تعلن Tabuk Pharmaceuticals Manufacturing Company في الاردن عن حاجتها الى :
Formulator
Job Description
- Conducting activities related to drug development process which includes:
- Basic literature survey to assure development capabilities; technical evaluation, and preparation of bill of materials.
- Reference product physical and chemical characterization.

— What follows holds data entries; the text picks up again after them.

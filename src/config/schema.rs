use std::path::PathBuf;

use serde::Deserialize;

use crate::catalog::CategoryFilter;

/// Top-level application settings loaded from `config.toml`.
///
/// File format: TOML
/// Default path (Linux/XDG): `$XDG_CONFIG_HOME/hush/config.toml` or `~/.config/hush/config.toml`
///
/// Precedence (highest wins):
/// 1) Environment variables (prefix `HUSH__`, `__` as nested separator)
/// 2) Config file (if present)
/// 3) Struct defaults
#[derive(Debug, Clone, Default, Deserialize)]
#[serde(default)]
pub struct Settings {
    pub player: PlayerSettings,
    pub audio: AudioSettings,
    pub catalog: CatalogSettings,
    pub ui: UiSettings,
    pub logging: LoggingSettings,
}

#[derive(Debug, Clone, Deserialize)]
#[serde(default)]
pub struct PlayerSettings {
    /// Volume on startup, in percent.
    pub initial_volume: u8,
    /// Percent added or removed by `+` / `-`.
    pub volume_step: u8,
    /// Percent of the track skipped by `H` / `L`.
    pub seek_step_percent: u8,
}

impl Default for PlayerSettings {
    fn default() -> Self {
        Self {
            initial_volume: 70,
            volume_step: 5,
            seek_step_percent: 5,
        }
    }
}

#[derive(Debug, Clone, Deserialize)]
#[serde(default)]
pub struct AudioSettings {
    /// Interval between position reports from the audio thread (milliseconds).
    pub tick_ms: u64,
    /// Timeout for fetching a remote track (seconds).
    pub fetch_timeout_secs: u64,
    /// Fade-out duration when the player is released (milliseconds).
    /// Set to 0 to stop immediately.
    pub release_fade_out_ms: u64,
}

impl Default for AudioSettings {
    fn default() -> Self {
        Self {
            tick_ms: 250,
            fetch_timeout_secs: 30,
            release_fade_out_ms: 300,
        }
    }
}

#[derive(Debug, Clone, Default, Deserialize)]
#[serde(default)]
pub struct CatalogSettings {
    /// TOML catalog with `[[tracks]]` tables. The built-in catalog is used when unset.
    pub path: Option<PathBuf>,
    /// Category shown when the player opens.
    pub initial_category: CategoryFilter,
}

#[derive(Debug, Clone, Deserialize)]
#[serde(default)]
pub struct UiSettings {
    /// The text rendered inside the top header box.
    pub header_text: String,
    /// Whether the meditation tips panel is shown.
    pub show_tips: bool,
    /// How long a playback failure stays on screen (seconds).
    pub toast_secs: u64,
}

impl Default for UiSettings {
    fn default() -> Self {
        Self {
            header_text: " ~ breathe in, breathe out ~ ".to_string(),
            show_tips: true,
            toast_secs: 4,
        }
    }
}

#[derive(Debug, Clone, Deserialize)]
#[serde(default)]
pub struct LoggingSettings {
    /// `tracing` filter directive, overridden by `HUSH_LOG`.
    pub filter: String,
    /// Log file; the terminal belongs to the UI.
    pub file: Option<PathBuf>,
}

impl Default for LoggingSettings {
    fn default() -> Self {
        Self {
            filter: "info".to_string(),
            file: None,
        }
    }
}

impl LoggingSettings {
    pub fn log_file(&self) -> PathBuf {
        self.file
            .clone()
            .unwrap_or_else(|| std::env::temp_dir().join("hush.log"))
    }
}
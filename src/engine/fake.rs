//! Recording `AudioOutput` for tests.
//!
//! Calls are logged into a shared list; notifications are injected by the
//! test through the sender returned from `fake_engine`.

use std::cell::RefCell;
use std::rc::Rc;
use std::sync::mpsc::{self, Sender};
use std::time::Duration;

use super::driver::PlaybackEngine;
use super::output::AudioOutput;
use super::types::{EngineEvent, EngineEventKind, Generation};

#[derive(Debug, Clone, PartialEq)]
pub(crate) enum Call {
    Load(Generation, String),
    Play(Generation),
    Pause,
    Seek(Duration),
    SetVolume(f32),
    Shutdown,
}

#[derive(Clone, Default)]
pub(crate) struct CallLog(Rc<RefCell<Vec<Call>>>);

impl CallLog {
    pub(crate) fn calls(&self) -> Vec<Call> {
        self.0.borrow().clone()
    }

    pub(crate) fn clear(&self) {
        self.0.borrow_mut().clear();
    }

    pub(crate) fn count(&self, pred: impl Fn(&Call) -> bool) -> usize {
        self.0.borrow().iter().filter(|c| pred(c)).count()
    }

    fn push(&self, call: Call) {
        self.0.borrow_mut().push(call);
    }
}

pub(crate) struct FakeOutput {
    log: CallLog,
}

impl AudioOutput for FakeOutput {
    fn load(&mut self, generation: Generation, source: &str) {
        self.log.push(Call::Load(generation, source.to_string()));
    }

    fn play(&mut self, generation: Generation) {
        self.log.push(Call::Play(generation));
    }

    fn pause(&mut self) {
        self.log.push(Call::Pause);
    }

    fn seek(&mut self, position: Duration) {
        self.log.push(Call::Seek(position));
    }

    fn set_volume(&mut self, volume: f32) {
        self.log.push(Call::SetVolume(volume));
    }

    fn shutdown(&mut self) {
        self.log.push(Call::Shutdown);
    }
}

/// Test-side handle for posting notifications as the output would.
#[derive(Clone)]
pub(crate) struct Emitter(Sender<EngineEvent>);

impl Emitter {
    pub(crate) fn send(&self, generation: Generation, kind: EngineEventKind) {
        // Ignored once the engine has released its receiver.
        let _ = self.0.send(EngineEvent::new(generation, kind));
    }

    pub(crate) fn metadata(&self, generation: Generation, duration_secs: f64) {
        self.send(generation, EngineEventKind::MetadataReady { duration_secs });
    }

    pub(crate) fn time(&self, generation: Generation, current_secs: f64) {
        self.send(
            generation,
            EngineEventKind::TimeUpdate {
                current_secs,
                progress_percent: 0.0,
            },
        );
    }

    pub(crate) fn resolved(&self, generation: Generation) {
        self.send(generation, EngineEventKind::PlayResolved);
    }

    pub(crate) fn rejected(&self, generation: Generation, reason: &str) {
        self.send(
            generation,
            EngineEventKind::PlayRejected {
                reason: reason.to_string(),
            },
        );
    }
}

pub(crate) fn fake_engine() -> (PlaybackEngine<FakeOutput>, CallLog, Emitter) {
    let (tx, rx) = mpsc::channel();
    let log = CallLog::default();
    let engine = PlaybackEngine::new(FakeOutput { log: log.clone() }, rx);
    (engine, log, Emitter(tx))
}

- Extensive literature survey, including full research for all the needed information regarding drug product method of development.
- Participating in the design of pre-formulation studies, optimization studies, and performing small-scale trials and taking decisions upon results analysis.
- Performing scale up (pilot) batches and related activities in Amman.
- Following up with the analysis department to observe the projects development within the due timeline.
- Preparing Technology transfer documents for Tabuk manufacturing sites:
- Preparing Bill of Materials (BOMs), Process Operation Instructions (POIs), Process Validation Protocols (PVPs) & Stability Protocols (SPs) for the required molecules.
- Preparing detailed technology transfer report that summarize all the history of the trials, results, the critical quality attributes and the related control process parameters (Based on Quality by Design approach).
- Preparation of CTD documents for registration files:
- Creating the CTD documents that are related to the R& D work.
- Responding for technical deficiencies.
- Renewal related work.
- Variations related work.
- Technical support for MENA regulatory affairs:
- Preparing the required technical documents.
- Preparing Process validation protocols for different authorities and manufacturing sites.
- Preparing stability protocols for different authorities and manufacturing sites.
- Transfer of Technical experience to different manufacturing sites.
- R&D Documentation system:
- Complete and proper documentation for R&D batches.
- Revising R&D documents such as POI and PVP based on any required updates in the process, specification or guidelines
- Proper documentation for R&D documents; POI, PVP, PVR, reports, SOPs, etc.
- Maintaining general cGMP requirements in R&D.
Qualifications & Experience :
Bachelor degree of pharmacy with experience of 2-3 years only.